▸ **Records supplied**
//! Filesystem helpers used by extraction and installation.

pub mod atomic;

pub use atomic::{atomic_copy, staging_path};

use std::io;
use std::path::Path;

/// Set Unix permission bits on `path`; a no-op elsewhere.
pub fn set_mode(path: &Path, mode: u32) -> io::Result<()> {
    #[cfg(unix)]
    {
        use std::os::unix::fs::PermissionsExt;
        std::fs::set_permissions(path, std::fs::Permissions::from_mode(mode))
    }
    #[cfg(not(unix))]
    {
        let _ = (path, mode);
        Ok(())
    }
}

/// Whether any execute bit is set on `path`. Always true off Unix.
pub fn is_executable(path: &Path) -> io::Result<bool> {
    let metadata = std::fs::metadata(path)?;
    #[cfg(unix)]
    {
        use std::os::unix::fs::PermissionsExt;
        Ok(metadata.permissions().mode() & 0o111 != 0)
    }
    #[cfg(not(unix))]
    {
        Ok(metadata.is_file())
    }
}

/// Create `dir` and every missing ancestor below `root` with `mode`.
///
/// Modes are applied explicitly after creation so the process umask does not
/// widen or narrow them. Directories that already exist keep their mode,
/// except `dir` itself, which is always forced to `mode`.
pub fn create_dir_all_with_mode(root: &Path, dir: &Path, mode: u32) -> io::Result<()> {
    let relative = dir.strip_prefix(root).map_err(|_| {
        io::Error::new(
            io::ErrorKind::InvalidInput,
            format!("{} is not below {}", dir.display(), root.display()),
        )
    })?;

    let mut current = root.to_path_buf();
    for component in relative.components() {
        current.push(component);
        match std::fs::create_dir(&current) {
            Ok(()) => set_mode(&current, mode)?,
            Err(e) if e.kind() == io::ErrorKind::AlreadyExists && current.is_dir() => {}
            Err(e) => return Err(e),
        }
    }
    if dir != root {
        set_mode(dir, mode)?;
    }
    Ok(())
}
* * *
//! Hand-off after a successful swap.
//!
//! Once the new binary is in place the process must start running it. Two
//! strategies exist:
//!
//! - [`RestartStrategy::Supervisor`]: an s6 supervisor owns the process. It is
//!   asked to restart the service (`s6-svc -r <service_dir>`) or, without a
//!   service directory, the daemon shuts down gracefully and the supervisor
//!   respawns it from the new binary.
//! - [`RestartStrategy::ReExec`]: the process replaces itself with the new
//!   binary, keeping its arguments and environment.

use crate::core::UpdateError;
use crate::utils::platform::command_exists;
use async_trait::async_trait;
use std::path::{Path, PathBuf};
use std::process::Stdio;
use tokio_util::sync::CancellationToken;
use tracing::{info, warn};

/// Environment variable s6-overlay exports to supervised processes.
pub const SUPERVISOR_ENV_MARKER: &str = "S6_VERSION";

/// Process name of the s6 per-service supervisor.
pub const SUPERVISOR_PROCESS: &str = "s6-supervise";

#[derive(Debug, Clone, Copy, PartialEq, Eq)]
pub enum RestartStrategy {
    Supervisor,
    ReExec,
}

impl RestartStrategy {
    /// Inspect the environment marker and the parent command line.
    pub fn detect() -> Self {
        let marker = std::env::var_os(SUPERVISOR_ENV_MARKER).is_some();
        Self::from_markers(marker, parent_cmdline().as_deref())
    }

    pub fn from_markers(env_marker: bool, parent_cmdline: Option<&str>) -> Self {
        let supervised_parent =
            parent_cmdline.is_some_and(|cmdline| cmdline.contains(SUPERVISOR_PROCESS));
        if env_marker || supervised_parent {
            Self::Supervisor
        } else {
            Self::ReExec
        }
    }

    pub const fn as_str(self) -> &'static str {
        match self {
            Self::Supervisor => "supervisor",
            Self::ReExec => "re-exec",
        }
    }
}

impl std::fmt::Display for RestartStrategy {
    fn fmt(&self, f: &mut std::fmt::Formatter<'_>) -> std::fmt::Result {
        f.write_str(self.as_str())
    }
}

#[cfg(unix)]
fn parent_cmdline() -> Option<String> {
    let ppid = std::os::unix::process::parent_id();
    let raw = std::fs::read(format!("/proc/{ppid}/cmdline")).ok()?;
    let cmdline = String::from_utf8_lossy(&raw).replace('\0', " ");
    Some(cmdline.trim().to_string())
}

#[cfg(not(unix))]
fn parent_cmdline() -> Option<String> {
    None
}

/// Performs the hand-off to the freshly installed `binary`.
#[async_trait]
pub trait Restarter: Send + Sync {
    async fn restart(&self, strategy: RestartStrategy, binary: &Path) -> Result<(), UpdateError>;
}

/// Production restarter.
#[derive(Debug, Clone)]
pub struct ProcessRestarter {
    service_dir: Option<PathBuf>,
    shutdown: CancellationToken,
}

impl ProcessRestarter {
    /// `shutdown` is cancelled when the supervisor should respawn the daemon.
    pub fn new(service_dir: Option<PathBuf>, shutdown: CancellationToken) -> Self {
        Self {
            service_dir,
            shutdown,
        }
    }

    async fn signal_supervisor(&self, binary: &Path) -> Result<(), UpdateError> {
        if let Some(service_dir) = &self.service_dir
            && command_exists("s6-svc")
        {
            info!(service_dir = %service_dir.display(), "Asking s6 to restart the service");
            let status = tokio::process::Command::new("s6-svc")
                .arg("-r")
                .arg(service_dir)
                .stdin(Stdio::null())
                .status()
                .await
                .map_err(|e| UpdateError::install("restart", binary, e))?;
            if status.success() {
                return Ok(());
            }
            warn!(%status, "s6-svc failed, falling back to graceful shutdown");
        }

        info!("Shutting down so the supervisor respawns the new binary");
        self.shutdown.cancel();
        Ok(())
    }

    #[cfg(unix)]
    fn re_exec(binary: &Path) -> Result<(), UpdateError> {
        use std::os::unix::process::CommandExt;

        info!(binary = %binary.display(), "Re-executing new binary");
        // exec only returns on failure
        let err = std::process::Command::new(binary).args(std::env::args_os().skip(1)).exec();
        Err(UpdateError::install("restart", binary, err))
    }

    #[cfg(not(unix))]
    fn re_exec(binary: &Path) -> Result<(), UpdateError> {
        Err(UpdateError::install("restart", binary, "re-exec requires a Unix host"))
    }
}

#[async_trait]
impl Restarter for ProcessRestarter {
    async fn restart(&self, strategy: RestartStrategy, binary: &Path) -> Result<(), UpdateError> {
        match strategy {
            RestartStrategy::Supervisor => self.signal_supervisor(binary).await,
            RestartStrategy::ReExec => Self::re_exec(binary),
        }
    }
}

▸ **Requirement**
Check the records above line by line and tally those holding the string "const". Answer with the number only.

▸ **Task solution**
3